To mitigate these limitations in future research, we recommend the inclusion of triangulated data sources, such as behavioural or observational measures (e.g., usage tracking, scenario-based assessments), to supplement self-reported responses. Longitudinal studies or experimental designs may also help to better capture how students’ attitudes and behaviours evolve over time and in response to specific interventions.
4.2. Implications
The results of this study have several practical implications for curriculum development, institutional policy and faculty training in health science education. First, the strong correlation between familiarity with AI, skills and perceived usefulness suggests that early exposure to AI and structured AI skills training are essential. Institutions should consider integrating AI skill building modules into degree programmes to help students develop confidence and competence in the critical and ethical use of these tools. Second, the data emphasise the need for formal guidance on the ethical use of AI, particularly with regard to academic integrity, data privacy and responsible sourcing. Health sciences faculty and educators should work together to develop clear guidelines and teaching guides that demystify the appropriate or inappropriate use of AI in assessments, group work and clinical simulations.
As male students and students with greater confidence perceive less risk, educators need to utilise inclusive teaching strategies that support all students, especially those who feel less confident or digitally prepared.

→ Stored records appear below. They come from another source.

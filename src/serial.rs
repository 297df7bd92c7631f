//! Serial line capture from the pulse firmware
//!
//! A background thread reads the device's text output, stamps every
//! completed line with host time and keeps a `line,host_ns` transcript.
//! Pulse lines (`<us> us GPIO<n>`) are also pushed into the event queue so
//! they flow through the same debounce and heartbeat path as local input.
//! The firmware only reports pulse starts, so each pulse becomes an ASSERT
//! at the host stamp and a RELEASE one pulse width later.

use crate::clock::Clock;
use crate::pipeline::{Event, Identity, Producer, Timestamp};
use log::{debug, info, warn};
use serde::Serialize;
use std::io::{self, Read, Write};
use std::sync::atomic::{AtomicBool, Ordering};
use std::sync::Arc;
use std::thread::{self, JoinHandle};
use std::time::Duration;
use thiserror::Error;

/// Longest line kept before it is cut and emitted
const MAX_LINE_LEN: usize = 1024;

/// Pulse width of the stock firmware schedule
pub const DEFAULT_PULSE_WIDTH: Duration = Duration::from_millis(50);

#[derive(Debug, Error)]
pub enum SerialError {
    #[error("failed to open serial port {port}: {source}")]
    Open {
        port: String,
        #[source]
        source: serialport::Error,
    },
    #[error("serial IO error: {0}")]
    Io(#[from] io::Error),
}

/// Open `port` at `baud_rate` with a read timeout so the reader can notice a stop request
pub fn open_port(
    port: &str,
    baud_rate: u32,
    timeout: Duration,
) -> Result<Box<dyn serialport::SerialPort>, SerialError> {
    serialport::new(port, baud_rate)
        .timeout(timeout)
        .open()
        .map_err(|source| SerialError::Open {
            port: port.to_string(),
            source,
        })
}

/// Splits a byte stream into lines, dropping trailing `\r` and spaces
#[derive(Debug, Default)]
pub struct LineAssembler {
    buf: Vec<u8>,
}

impl LineAssembler {
    pub fn new() -> Self {
        Self::default()
    }

    /// Feed one byte; returns a line when `byte` completes one
    pub fn push_byte(&mut self, byte: u8) -> Option<String> {
        if byte == b'\n' || self.buf.len() >= MAX_LINE_LEN {
            while matches!(self.buf.last(), Some(b'\r') | Some(b' ')) {
                self.buf.pop();
            }
            let line = String::from_utf8_lossy(&self.buf).into_owned();
            self.buf.clear();
            if byte != b'\n' {
                self.buf.push(byte);
            }
            return Some(line);
        }
        self.buf.push(byte);
        None
    }

    pub fn pending(&self) -> usize {
        self.buf.len()
    }
}

/// A parsed firmware output line
#[derive(Debug, Clone, PartialEq, Eq)]
pub enum DeviceLine {
    /// `<device_us> us GPIO<pin>`
    Pulse { device_us: u64, pin: u8 },
    /// `Heartbeat. Dropped=<n>`
    Heartbeat { dropped: u64 },
    Other,
}

pub fn parse_device_line(line: &str) -> DeviceLine {
    let line = line.trim();

    if let Some(rest) = line.strip_prefix("Heartbeat.") {
        if let Some(count) = rest.trim().strip_prefix("Dropped=") {
            if let Ok(dropped) = count.trim().parse() {
                return DeviceLine::Heartbeat { dropped };
            }
        }
        return DeviceLine::Other;
    }

    let mut parts = line.split_whitespace();
    match (parts.next(), parts.next(), parts.next(), parts.next()) {
        (Some(ts), Some("us"), Some(gpio), None) => {
            let device_us = ts.parse().ok();
            let pin = gpio.strip_prefix("GPIO").and_then(|n| n.parse().ok());
            match (device_us, pin) {
                (Some(device_us), Some(pin)) => DeviceLine::Pulse { device_us, pin },
                _ => DeviceLine::Other,
            }
        }
        _ => DeviceLine::Other,
    }
}

/// Counters kept by the reader thread
#[derive(Debug, Clone, Copy, Default, PartialEq, Eq, Serialize)]
pub struct SerialStats {
    pub lines: u64,
    pub pulses: u64,
    /// Last drop count reported by the device's own heartbeat
    pub device_dropped: Option<u64>,
}

/// Line-stamping producer over any byte source
pub struct SerialReader<C: Clock> {
    clock: C,
    producer: Producer,
    transcript: Option<Box<dyn Write + Send>>,
    assembler: LineAssembler,
    stats: SerialStats,
    pulse_width: Duration,
}

impl<C: Clock> SerialReader<C> {
    pub fn new(clock: C, producer: Producer) -> Self {
        Self {
            clock,
            producer,
            transcript: None,
            assembler: LineAssembler::new(),
            stats: SerialStats::default(),
            pulse_width: DEFAULT_PULSE_WIDTH,
        }
    }

    /// How long the device holds a pin active after reporting it
    pub fn with_pulse_width(mut self, width: Duration) -> Self {
        self.pulse_width = width;
        self
    }

    /// Write a `device_line,host_ns` row for every line received
    pub fn with_transcript(
        mut self,
        mut writer: Box<dyn Write + Send>,
    ) -> Result<Self, SerialError> {
        writeln!(writer, "device_line,host_ns")?;
        self.transcript = Some(writer);
        Ok(self)
    }

    pub fn stats(&self) -> SerialStats {
        self.stats
    }

    /// Handle one complete line received at `host`
    pub fn handle_line(&mut self, line: &str, host: Timestamp) -> Result<(), SerialError> {
        self.stats.lines += 1;

        if let Some(transcript) = self.transcript.as_mut() {
            writeln!(transcript, "{},{}", line, host.as_nanos())?;
            transcript.flush()?;
        }
        debug!("[device] {} @ {} ns", line, host.as_nanos());

        match parse_device_line(line) {
            DeviceLine::Pulse { pin, .. } => {
                self.stats.pulses += 1;
                let identity = Identity::Pin(pin);
                self.producer.push(Event::assert(identity, host));
                self.producer
                    .push(Event::release(identity, host.saturating_add(self.pulse_width)));
            }
            DeviceLine::Heartbeat { dropped } => {
                if dropped > 0 && self.stats.device_dropped != Some(dropped) {
                    warn!("Device reports {} dropped events", dropped);
                }
                self.stats.device_dropped = Some(dropped);
            }
            DeviceLine::Other => {}
        }
        Ok(())
    }

    /// Read until `stop` is set or the source reaches end of file
    pub fn run<R: Read + ?Sized>(
        &mut self,
        source: &mut R,
        stop: &AtomicBool,
    ) -> Result<SerialStats, SerialError> {
        let mut buffer = [0u8; 256];

        while !stop.load(Ordering::Acquire) {
            let read = match source.read(&mut buffer) {
                Ok(0) => break,
                Ok(n) => n,
                Err(e)
                    if matches!(
                        e.kind(),
                        io::ErrorKind::TimedOut
                            | io::ErrorKind::WouldBlock
                            | io::ErrorKind::Interrupted
                    ) =>
                {
                    continue
                }
                Err(e) => return Err(e.into()),
            };

            for &byte in &buffer[..read] {
                if let Some(line) = self.assembler.push_byte(byte) {
                    let host = self.clock.now();
                    self.handle_line(&line, host)?;
                }
            }
        }

        if let Some(transcript) = self.transcript.as_mut() {
            transcript.flush()?;
        }
        info!(
            "Serial reader stopped after {} lines ({} pulses)",
            self.stats.lines, self.stats.pulses
        );
        Ok(self.stats)
    }
}

impl<C: Clock + 'static> SerialReader<C> {
    /// Move the reader onto its own thread, isolating blocking reads from the consumer loop
    pub fn spawn<R>(
        mut self,
        mut source: R,
        stop: Arc<AtomicBool>,
    ) -> io::Result<JoinHandle<Result<SerialStats, SerialError>>>
    where
        R: Read + Send + 'static,
    {
        thread::Builder::new()
            .name("serial-reader".to_string())
            .spawn(move || self.run(&mut source, &stop))
    }
}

Targeted workshops, peer mentoring and supportive AI assignments can help bridge the gap between digital confidence and equality. Given the expressed caution around misinformation and data privacy, institutions should promote critical digital literacy and enable students to recognise AI-generated inaccuracies and understand the implications of data sharing when using public platforms. Working with IT and legal departments to provide briefings or tutorials on the data practices of AI tools can improve transparency and trust.